Spring is in the air and backyard projects are on the minds of many.
The Maricopa County Home and Garden show is this weekend - March 1st, 2nd, 3rd at the University of Phoenix Stadium, 1 Cardinals Dr., Glendale, AZ 85305. The show hours are Friday & Saturday 10am to 6pm, and Sunday 10am to 5pm.
Maybe you imagine planting a new vegetable garden? Maybe you are planning a BBQ pit? Maybe a water feature like a pond or a waterfall? Springtime is the perfect time to let your imagination meet with inspiration. The Maricopa County Home and Garden show might be a fantastic place to find advice and knowledge to go alone with your inspiration and imagination.
In Gilbert, one pond was built with maybe a bit too much imagination and not enough knowledge. Here is that story...
How to build the pond of your dreams...
SO…you have decided to add a water feature to your yard. In your imagination, you have it all planned out. You know what it will look like, you know where you will sit and gaze at it fondly allowing yourself to slip into an afternoon of contemplative relaxation that all water features seem to induce.
You go to the library and look at the pretty pictures of ponds. You get ideas for how yours is going to look and you can almost hear the tinkling of water in your happy pond.
You check out all sixteen books on pond construction and drive around with them in the trunk utterly forgotten.
You go online and create a bookmark folder where all of the wonderful websites can be found complete with pictures of other people and their happy pond. You bookmark pictures of happy little fish who are going to live in your pond, and pictures of plants you will happily grow in your pond.
D-Day arrives. You anxiously grab your shovel and begin creating the pond of your dreams. Fifteen minutes into the excavation process you make a hasty call to your husband to inquire calmly about how to shut the water off to the backyard sprinkler region - just in case you accidentally may have severed a main sprinkler pipe, and might need to shut the water off before the backyard becomes saturated and water reaches the back door.

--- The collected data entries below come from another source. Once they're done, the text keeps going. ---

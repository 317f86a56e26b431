//! Plain-language narration for scored responses and experiments.
//!
//! Templates are deterministic: identical metrics and parameters
//! always render identical text, so narration can be asserted on in
//! tests and diffed across runs.

use crate::domain::{ParameterSet, QualityMetrics, ResponseVariant};

/// Structure score above which a response reads as structured.
const STRUCTURED_THRESHOLD: f64 = 0.7;

/// Temperature above which the tone reads as imaginative.
const IMAGINATIVE_THRESHOLD: f64 = 0.6;

/// One-sentence analysis of a single scored response.
pub fn analyze_response(metrics: &QualityMetrics, params: &ParameterSet) -> String {
    let mode = if metrics.structure > STRUCTURED_THRESHOLD {
        "structured"
    } else {
        "narrative"
    };
    let tone = if params.temperature > IMAGINATIVE_THRESHOLD {
        "imaginative"
    } else {
        "precise"
    };
    format!(
        "Balances {tone} reasoning with {mode} formatting. Coverage {:.0}% and vocab richness {:.0}%.",
        (metrics.coverage * 100.0).round(),
        (metrics.richness * 100.0).round(),
    )
}

/// Experiment-level summary over the ranked response list.
///
/// Expects `responses` already sorted descending by `overall`; the
/// first element is reported as the best.
pub fn experiment_summary(responses: &[ResponseVariant]) -> String {
    if responses.is_empty() {
        return "No responses generated".to_string();
    }

    let top = &responses[0];
    let average = responses
        .iter()
        .map(|variant| variant.metrics.overall)
        .sum::<f64>()
        / responses.len() as f64;

    format!(
        "Best overall score {:.1}% using T={:.2}, top_p={:.2}. Average quality {:.1}%.",
        top.metrics.overall * 100.0,
        top.parameters.temperature,
        top.parameters.top_p,
        average * 100.0,
    )
}
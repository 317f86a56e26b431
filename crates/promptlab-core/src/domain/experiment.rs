//! Experiment entities: parameter grids, scored variants, completed sweeps.

use chrono::{DateTime, Utc};
use serde::{Deserialize, Serialize};
use uuid::Uuid;

use super::range::RangeSpec;

/// Generation parameters for one grid cell.
///
/// Built once per `(temperature, top_p)` cell and shared by every
/// variant generated in that cell.
#[derive(Debug, Clone, Copy, PartialEq, Serialize, Deserialize)]
pub struct ParameterSet {
    /// Sampling temperature.
    pub temperature: f64,
    /// Nucleus sampling cutoff.
    pub top_p: f64,
    /// Completion length cap in tokens.
    pub max_tokens: u32,
}

/// Heuristic quality metrics for one response.
///
/// All unit-interval metrics are rounded to 3 decimals at creation so
/// stored and displayed values always agree. `overall` is the ranking
/// key.
#[derive(Debug, Clone, Copy, PartialEq, Serialize, Deserialize)]
pub struct QualityMetrics {
    /// How much of the length target the response fills, in `[0, 1]`.
    pub length_efficiency: f64,
    /// Unique-token share of the response vocabulary, in `[0, 1]`.
    pub richness: f64,
    /// Share of prompt keywords echoed by the response, in `[0, 1]`.
    pub coverage: f64,
    /// Bullet and paragraph break density, in `[0, 1]`.
    pub structure: f64,
    /// Inverse of normalized sentence-length variance, in `[0, 1]`.
    pub clarity: f64,
    /// Weighted composite of the five metrics, in `[0, 1]`.
    pub overall: f64,
    /// Estimated reading time at 180 words per minute.
    pub reading_time_seconds: f64,
}

/// One generated and scored response.
#[derive(Debug, Clone, PartialEq, Serialize, Deserialize)]
pub struct ResponseVariant {
    pub id: Uuid,
    pub parameters: ParameterSet,
    pub text: String,
    pub metrics: QualityMetrics,
    /// One-sentence narration of the metric profile.
    pub analysis: String,
}

/// A completed sweep: the expanded grid plus its ranked responses.
///
/// Created by one sweep invocation and persisted or deleted as a
/// whole. `responses` is sorted descending by `metrics.overall`, ties
/// keeping generation order.
#[derive(Debug, Clone, PartialEq, Serialize, Deserialize)]
pub struct Experiment {
    pub id: Uuid,
    pub prompt: String,
    pub created_at: DateTime<Utc>,
    /// Expanded temperature sample points, ascending.
    pub temperatures: Vec<f64>,
    /// Expanded top-p sample points, ascending.
    pub top_ps: Vec<f64>,
    /// Responses generated per grid cell, after clamping.
    pub variants_per_combo: u32,
    /// Completion token cap, after clamping.
    pub max_tokens: u32,
    pub summary: String,
    pub responses: Vec<ResponseVariant>,
}

/// Request payload for creating a sweep experiment.
#[derive(Debug, Clone, PartialEq, Serialize, Deserialize)]
pub struct SweepRequest {
    pub prompt: String,
    #[serde(default)]
    pub temperature_range: RangeSpec,
    #[serde(default)]
    pub top_p_range: RangeSpec,
    /// Requested repetitions per cell; clamped to `1..=4`.
    #[serde(default)]
    pub variants_per_combo: u32,
    /// Requested completion cap; clamped to `120..=800`.
    #[serde(default)]
    pub max_tokens: u32,
}
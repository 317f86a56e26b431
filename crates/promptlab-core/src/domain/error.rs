//! Error types for promptlab domain operations.

use thiserror::Error;

use crate::provider::ProviderError;
use crate::store::StoreError;

/// Errors produced while normalizing a numeric scan range.
#[derive(Debug, Error)]
pub enum RangeError {
    #[error("range bounds and step must be finite numbers")]
    NonFinite,

    #[error("step must be greater than 0 (got {step})")]
    NonPositiveStep { step: f64 },

    #[error("max must be greater than or equal to min (min {min}, max {max})")]
    MaxBelowMin { min: f64, max: f64 },
}

/// Top-level error type for promptlab operations.
#[derive(Debug, Error)]
pub enum PromptLabError {
    #[error("invalid range: {0}")]
    InvalidRange(#[from] RangeError),

    #[error("prompt must not be empty")]
    EmptyPrompt,

    #[error("provider error: {0}")]
    Provider(#[from] ProviderError),

    #[error("storage error: {0}")]
    Store(#[from] StoreError),
}

/// Result type alias for promptlab operations.
pub type Result<T> = std::result::Result<T, PromptLabError>;
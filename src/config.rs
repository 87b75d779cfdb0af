//! Run-level analysis options.
//!
//! Options are plain serde data so a host can keep them in a JSON file next
//! to the binary it analyses.

use std::fs;
use std::path::Path;

use serde::{Deserialize, Serialize};

use crate::arch::Abi;
use crate::format::OutputFormat;
use crate::strategy::{BodyOptions, BoundaryStrategy, DEFAULT_MAX_BODY_SIZE};
use crate::ReclaimError;

/// Options shared by every method analysed in one run.
#[derive(Debug, Clone, PartialEq, Serialize, Deserialize)]
#[serde(default, deny_unknown_fields)]
pub struct AnalysisOptions {
    /// How to find the end of a body with no known length
    pub boundary: BoundaryStrategy,
    /// Cap on a heuristically sized body, in bytes
    pub max_body_size: u64,
    /// x86-64 calling convention the binary was built for
    pub abi: Abi,
    /// Synthesize bytecode, not just pseudocode
    pub emit_bytecode: bool,
    /// Analyse methods on the rayon pool
    pub parallel: bool,
    /// Report format a host should print with
    pub output: OutputFormat,
}

impl Default for AnalysisOptions {
    fn default() -> Self {
        Self {
            boundary: BoundaryStrategy::default(),
            max_body_size: DEFAULT_MAX_BODY_SIZE,
            abi: Abi::default(),
            emit_bytecode: true,
            parallel: true,
            output: OutputFormat::Text,
        }
    }
}

impl AnalysisOptions {
    /// Parse and validate options from JSON text. Missing keys keep their
    /// defaults.
    pub fn from_json_str(json: &str) -> Result<Self, ReclaimError> {
        let options: Self = serde_json::from_str(json)?;
        options.validate()?;
        Ok(options)
    }

    /// Load options from a JSON file.
    pub fn from_path(path: impl AsRef<Path>) -> Result<Self, ReclaimError> {
        let path = path.as_ref();
        log::debug!("Loading analysis options from {}", path.display());
        let text = fs::read_to_string(path)?;
        Self::from_json_str(&text)
    }

    pub fn validate(&self) -> Result<(), ReclaimError> {
        if self.max_body_size == 0 {
            return Err(ReclaimError::Config(
                "max_body_size must be greater than zero".to_string(),
            ));
        }
        Ok(())
    }

    /// Body decoding options derived from these settings.
    pub fn body_options(&self) -> BodyOptions {
        BodyOptions {
            strategy: self.boundary,
            max_body_size: self.max_body_size,
        }
    }
}

#[cfg(test)]
mod tests {
    use super::*;
    use std::io::Write;
    use tempfile::NamedTempFile;

    #[test]
    fn test_defaults() {
        let options = AnalysisOptions::default();
        assert_eq!(options.boundary, BoundaryStrategy::Linear);
        assert_eq!(options.abi, Abi::Microsoft);
        assert!(options.emit_bytecode);
        assert_eq!(options.body_options().max_body_size, DEFAULT_MAX_BODY_SIZE);
    }

    #[test]
    fn test_partial_json_keeps_defaults() {
        let options =
            AnalysisOptions::from_json_str(r#"{ "abi": "SystemV", "boundary": "Recursive" }"#)
                .unwrap();
        assert_eq!(options.abi, Abi::SystemV);
        assert_eq!(options.boundary, BoundaryStrategy::Recursive);
        assert!(options.parallel);
    }

    #[test]
    fn test_rejects_bad_options() {
        assert!(matches!(
            AnalysisOptions::from_json_str(r#"{ "max_body_size": 0 }"#),
            Err(ReclaimError::Config(_))
        ));
        assert!(matches!(
            AnalysisOptions::from_json_str(r#"{ "unknown": 1 }"#),
            Err(ReclaimError::Json(_))
        ));
    }

    #[test]
    fn test_from_path() {
        let mut file = NamedTempFile::new().unwrap();
        write!(file, r#"{{ "emit_bytecode": false, "max_body_size": 4096 }}"#).unwrap();

        let options = AnalysisOptions::from_path(file.path()).unwrap();
        assert!(!options.emit_bytecode);
        assert_eq!(options.max_body_size, 4096);

        assert!(matches!(
            AnalysisOptions::from_path(file.path().with_extension("missing")),
            Err(ReclaimError::Io(_))
        ));
    }
}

You apologize profusely to your husband and cheerfully go with him to the hardware store to purchase a replacement pipe for the sprinklers and helpfully hold the smelly pipe glue trying not to become intoxicated by fumes while daydreaming about your pond and selecting names for your soon to be fish.
After the repair is made and the yard has had a week to dry out, you begin again.

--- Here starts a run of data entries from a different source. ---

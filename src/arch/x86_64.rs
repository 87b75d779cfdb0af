//! x86-64 backend: the fully modelled architecture.

use super::{
    keys::follow_thunk, render_assembly, Abi, ArithmeticOp, CallingConvention, Condition,
    InsnClass, InstructionSet, KeyFunctionAddresses,
};
use crate::cfg::{self, ControlFlowGraph};
use crate::decoder::CapstoneDecoder;
use crate::isil::{self, IsilBlock};
use crate::strategy::{self, BodyOptions};
use crate::{Address, Architecture, BinaryImage, Decoder, Insn, Operand};

/// (name, canonical, width in bits) for the legacy register file.
const LEGACY_REGISTERS: &[(&str, &str, u16)] = &[
    ("rax", "rax", 64), ("eax", "rax", 32), ("ax", "rax", 16), ("al", "rax", 8), ("ah", "rax", 8),
    ("rbx", "rbx", 64), ("ebx", "rbx", 32), ("bx", "rbx", 16), ("bl", "rbx", 8), ("bh", "rbx", 8),
    ("rcx", "rcx", 64), ("ecx", "rcx", 32), ("cx", "rcx", 16), ("cl", "rcx", 8), ("ch", "rcx", 8),
    ("rdx", "rdx", 64), ("edx", "rdx", 32), ("dx", "rdx", 16), ("dl", "rdx", 8), ("dh", "rdx", 8),
    ("rsi", "rsi", 64), ("esi", "rsi", 32), ("si", "rsi", 16), ("sil", "rsi", 8),
    ("rdi", "rdi", 64), ("edi", "rdi", 32), ("di", "rdi", 16), ("dil", "rdi", 8),
    ("rsp", "rsp", 64), ("esp", "rsp", 32), ("sp", "rsp", 16), ("spl", "rsp", 8),
    ("rbp", "rbp", 64), ("ebp", "rbp", 32), ("bp", "rbp", 16), ("bpl", "rbp", 8),
    ("rip", "rip", 64), ("eip", "rip", 32),
];

const SEGMENTS: &[&str] = &["cs", "ds", "es", "fs", "gs", "ss"];

/// `r8`..`r15` with an optional `d`/`w`/`b` suffix.
fn extended_register(name: &str) -> Option<(String, u16)> {
    let rest = name.strip_prefix('r')?;
    let digits_end = rest.find(|c: char| !c.is_ascii_digit()).unwrap_or(rest.len());
    let number: u8 = rest[..digits_end].parse().ok()?;
    if !(8..=15).contains(&number) {
        return None;
    }
    let width = match &rest[digits_end..] {
        "" => 64,
        "d" => 32,
        "w" => 16,
        "b" => 8,
        _ => return None,
    };
    Some((format!("r{}", number), width))
}

fn vector_register(name: &str) -> Option<u16> {
    let (prefix, width) = if let Some(rest) = name.strip_prefix("xmm") {
        (rest, 128)
    } else if let Some(rest) = name.strip_prefix("ymm") {
        (rest, 256)
    } else {
        return None;
    };
    prefix.parse::<u8>().ok().filter(|n| *n < 32).map(|_| width)
}

/// Whether `name` is an x86-64 register.
pub fn is_register(name: &str) -> bool {
    LEGACY_REGISTERS.iter().any(|(n, _, _)| *n == name)
        || extended_register(name).is_some()
        || vector_register(name).is_some()
        || is_segment(name)
}

/// Whether `name` is a segment register.
pub fn is_segment(name: &str) -> bool {
    SEGMENTS.contains(&name)
}

fn condition_for(mnemonic: &str) -> Option<Condition> {
    let condition = match mnemonic {
        "je" | "jz" => Condition::Equal,
        "jne" | "jnz" => Condition::NotEqual,
        "jl" | "jnge" => Condition::Less,
        "jle" | "jng" => Condition::LessOrEqual,
        "jg" | "jnle" => Condition::Greater,
        "jge" | "jnl" => Condition::GreaterOrEqual,
        "jb" | "jnae" | "jc" => Condition::Below,
        "jbe" | "jna" => Condition::BelowOrEqual,
        "ja" | "jnbe" => Condition::Above,
        "jae" | "jnb" | "jnc" => Condition::AboveOrEqual,
        "js" | "jns" | "jo" | "jno" | "jp" | "jnp" | "jpe" | "jpo" | "jrcxz" | "jecxz" => {
            Condition::Unmodeled
        }
        _ => return None,
    };
    Some(condition)
}

fn has_memory(insn: &Insn, index: usize) -> bool {
    matches!(insn.operand(index), Some(Operand::Memory(_)))
}

const MICROSOFT: CallingConvention = CallingConvention {
    argument_registers: &["rcx", "rdx", "r8", "r9"],
    return_register: "rax",
    volatile_registers: &["rax", "rcx", "rdx", "r8", "r9", "r10", "r11"],
    frame_registers: &["rsp", "rbp"],
    positional_arguments: true,
};

const SYSTEM_V: CallingConvention = CallingConvention {
    argument_registers: &["rdi", "rsi", "rdx", "rcx", "r8", "r9"],
    return_register: "rax",
    volatile_registers: &["rax", "rcx", "rdx", "rsi", "rdi", "r8", "r9", "r10", "r11"],
    frame_registers: &["rsp", "rbp"],
    positional_arguments: false,
};

/// The x86-64 instruction set backend.
#[derive(Debug)]
pub struct X86_64InstructionSet {
    decoder: CapstoneDecoder,
}

impl X86_64InstructionSet {
    pub const fn new() -> Self {
        Self {
            decoder: CapstoneDecoder::X86_64,
        }
    }
}

impl Default for X86_64InstructionSet {
    fn default() -> Self {
        Self::new()
    }
}

impl InstructionSet for X86_64InstructionSet {
    fn architecture(&self) -> Architecture {
        Architecture::X86_64
    }

    fn decoder(&self) -> &dyn Decoder {
        &self.decoder
    }

    fn classify(&self, insn: &Insn) -> InsnClass {
        if insn.is_invalid() {
            return InsnClass::Invalid;
        }
        let m = insn.mnemonic.as_str();
        match m {
            "nop" | "endbr64" | "pause" => InsnClass::Nop,
            "int3" | "ud2" | "hlt" => InsnClass::Trap,
            "mov" | "movabs" if has_memory(insn, 0) => InsnClass::Store,
            "mov" | "movabs" | "movzx" | "movsx" | "movsxd" if has_memory(insn, 1) => {
                InsnClass::Load
            }
            "mov" | "movabs" | "movzx" | "movsx" | "movsxd" => InsnClass::Move,
            "lea" => InsnClass::LoadAddress,
            "add" => InsnClass::Arithmetic(ArithmeticOp::Add),
            "sub" => InsnClass::Arithmetic(ArithmeticOp::Subtract),
            "imul" => InsnClass::Arithmetic(ArithmeticOp::Multiply),
            "and" => InsnClass::Arithmetic(ArithmeticOp::And),
            "or" => InsnClass::Arithmetic(ArithmeticOp::Or),
            "xor" => InsnClass::Arithmetic(ArithmeticOp::Xor),
            "shl" | "sal" => InsnClass::Arithmetic(ArithmeticOp::ShiftLeft),
            "shr" => InsnClass::Arithmetic(ArithmeticOp::ShiftRight),
            "sar" => InsnClass::Arithmetic(ArithmeticOp::ShiftRightArithmetic),
            "cmp" => InsnClass::Compare,
            "test" => InsnClass::Test,
            "jmp" if matches!(insn.operand(0), Some(Operand::Immediate(_))) => InsnClass::Jump,
            "jmp" => InsnClass::IndirectJump,
            "call" if matches!(insn.operand(0), Some(Operand::Immediate(_))) => InsnClass::Call,
            "call" => InsnClass::IndirectCall,
            "ret" | "retn" => InsnClass::Return,
            "push" => InsnClass::Push,
            "pop" => InsnClass::Pop,
            _ => match condition_for(m) {
                Some(condition) => InsnClass::ConditionalJump(condition),
                None => InsnClass::Unknown,
            },
        }
    }

    fn register_width(&self, name: &str) -> Option<u16> {
        LEGACY_REGISTERS
            .iter()
            .find(|(n, _, _)| *n == name)
            .map(|(_, _, w)| *w)
            .or_else(|| extended_register(name).map(|(_, w)| w))
            .or_else(|| vector_register(name))
    }

    fn canonical_register(&self, name: &str) -> String {
        if let Some((_, canonical, _)) = LEGACY_REGISTERS.iter().find(|(n, _, _)| *n == name) {
            return canonical.to_string();
        }
        if let Some((canonical, _)) = extended_register(name) {
            return canonical;
        }
        name.to_string()
    }

    fn calling_convention(&self, abi: Abi) -> CallingConvention {
        match abi {
            Abi::Microsoft => MICROSOFT,
            Abi::SystemV => SYSTEM_V,
        }
    }

    fn decode_method(
        &self,
        image: &BinaryImage,
        address: Address,
        length: Option<u64>,
        options: &BodyOptions,
    ) -> Vec<Insn> {
        strategy::decode_body(self, image, address, length, options)
    }

    fn build_graph(&self, insns: &[Insn], keys: &KeyFunctionAddresses) -> Option<ControlFlowGraph> {
        Some(cfg::build(self, insns, keys))
    }

    fn to_isil(&self, graph: &ControlFlowGraph) -> Vec<IsilBlock> {
        isil::x86::translate(self, graph)
    }

    fn key_function_addresses(
        &self,
        image: &BinaryImage,
        exports: &[(String, Address)],
    ) -> KeyFunctionAddresses {
        KeyFunctionAddresses::from_exports(exports, |addr| follow_thunk(self, image, addr))
    }

    fn print_assembly(&self, insns: &[Insn]) -> String {
        render_assembly(insns)
    }
}

#[cfg(test)]
mod tests {
    use super::*;
    use rstest::rstest;

    fn insn(mnemonic: &str, ops: &str) -> Insn {
        Insn::new(0x1000, &[0x90], mnemonic, ops)
    }

    #[rstest]
    #[case("rax", Some(64), "rax")]
    #[case("eax", Some(32), "rax")]
    #[case("cl", Some(8), "rcx")]
    #[case("r9d", Some(32), "r9")]
    #[case("r15", Some(64), "r15")]
    #[case("r12w", Some(16), "r12")]
    #[case("xmm0", Some(128), "xmm0")]
    #[case("ymm15", Some(256), "ymm15")]
    #[case("r16", None, "r16")]
    fn test_register_width_and_family(
        #[case] name: &str,
        #[case] width: Option<u16>,
        #[case] canonical: &str,
    ) {
        let isa = X86_64InstructionSet::new();
        assert_eq!(isa.register_width(name), width);
        assert_eq!(isa.canonical_register(name), canonical);
    }

    #[test]
    fn test_classify_moves() {
        let isa = X86_64InstructionSet::new();
        assert_eq!(isa.classify(&insn("mov", "rax, rcx")), InsnClass::Move);
        assert_eq!(isa.classify(&insn("mov", "eax, dword ptr [rcx + 0x10]")), InsnClass::Load);
        assert_eq!(isa.classify(&insn("mov", "qword ptr [rcx + 0x18], rdx")), InsnClass::Store);
        assert_eq!(isa.classify(&insn("movzx", "eax, byte ptr [rcx]")), InsnClass::Load);
        assert_eq!(isa.classify(&insn("lea", "rcx, [rip + 0x100]")), InsnClass::LoadAddress);
    }

    #[test]
    fn test_classify_flow() {
        let isa = X86_64InstructionSet::new();
        assert_eq!(isa.classify(&insn("jmp", "0x1010")), InsnClass::Jump);
        assert_eq!(isa.classify(&insn("jmp", "rax")), InsnClass::IndirectJump);
        assert_eq!(
            isa.classify(&insn("jge", "0x1010")),
            InsnClass::ConditionalJump(Condition::GreaterOrEqual)
        );
        assert_eq!(
            isa.classify(&insn("js", "0x1010")),
            InsnClass::ConditionalJump(Condition::Unmodeled)
        );
        assert_eq!(isa.classify(&insn("call", "0x2000")), InsnClass::Call);
        assert_eq!(isa.classify(&insn("call", "qword ptr [rax + 0x10]")), InsnClass::IndirectCall);
        assert_eq!(isa.classify(&insn("ret", "")), InsnClass::Return);
        assert_eq!(isa.classify(&Insn::invalid(0, &[0x06])), InsnClass::Invalid);
        assert_eq!(isa.classify(&insn("cvtsi2sd", "xmm0, eax")), InsnClass::Unknown);
    }

    #[test]
    fn test_follow_thunk() {
        // 0x1000: jmp 0x1010
        let image = BinaryImage::raw(Architecture::X86_64, 0x1000, &[0xeb, 0x0e]);
        let isa = X86_64InstructionSet::new();
        let keys = isa.key_function_addresses(&image, &[("il2cpp_object_new".into(), 0x1000)]);
        assert_eq!(keys.get(super::super::KeyFunction::ObjectNew), Some(0x1010));
    }

    #[test]
    fn test_print_assembly() {
        // mov eax, ecx; ret
        let image = BinaryImage::raw(Architecture::X86_64, 0x1000, &[0x89, 0xc8, 0xc3]);
        let isa = X86_64InstructionSet::new();
        let insns = isa.decode_method(&image, 0x1000, Some(3), &BodyOptions::default());
        assert_eq!(isa.print_assembly(&insns), "0x1000 mov eax, ecx\n0x1002 ret");
    }
}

You apologize profusely to your husband when he comes home and is startled by what appears to be roughly forty gopher mounds in the yard from your excavation activities. You solemnly promise to find places for the dirt when you are done.
The next day is an exciting one, because it is liner day! You carefully line the excavated pond with sand and pond underliner material and position the pond liner over that.
You apologize profusely to the neighbors who were outside and overheard your shrieked expletives when you discovered your excavation efforts might have been more productive than you had thought - meaning you don't have enough liner.
An hour later, you have carefully laid out the two liners that you will splice together with super duper sticky pond liner tape. All is going well, and you can almost hear the splashy sounds of happy fish. The super sticky side of the tape is exposed, you turn to lay the pond liner over the tape when your cat decides to investigate.
You apologize profusely to your neighbor for the stream of expletives, the cat yowling, and the animal cruelty threats made against the life of your feline while attempting the removal of three feline paws from the exposed super sticky pond liner tape.
After a quick shot of tequila, and feline adhesive removal - you replace the super sticky pond liner tape sections that were pounced upon by kitty and fuse the liners together.
You successfully wrestle the liner into place and begin to fill the pond.
You apologize profusely to the neighbors when expletives again echo over the wall because there is a giant wrinkle forming in the liner. You use your newly purchased pond pump to empty the water into the yard and try again. After three attempts, you have tamed the wrinkle and your pond is full.
You apologize profusely to your husband who comes home to find the yard looking as though hurricane Katrina struck - complete with giant mudslides.
You explain the tale of woe, explain how the cat became stuck to the liner...and the floor, and the couch...and explain about the wrinkle and how these unfortunate events conspired against you.
You helpfully show him your pretty bookmarked pages of happy fish while the cover of darkness helps hide the disaster area that is now the backyard.
You gratefully accept his assistance with the coordination of disaster relief and reconstruction efforts that eventually lead to contracts and signed promises to surrender all rights to the use of weapon of mass destruction (the shovel).
After a year and three weeks, return all 16 library books to the library and sell a lobe of your liver to pay off the overdue late fees for use of the books - that had you read - could have helped you avoid all of the problems you encountered.
The Gilbert pond did create a peaceful space *and* many more opportunities for DIY problem solving adventures.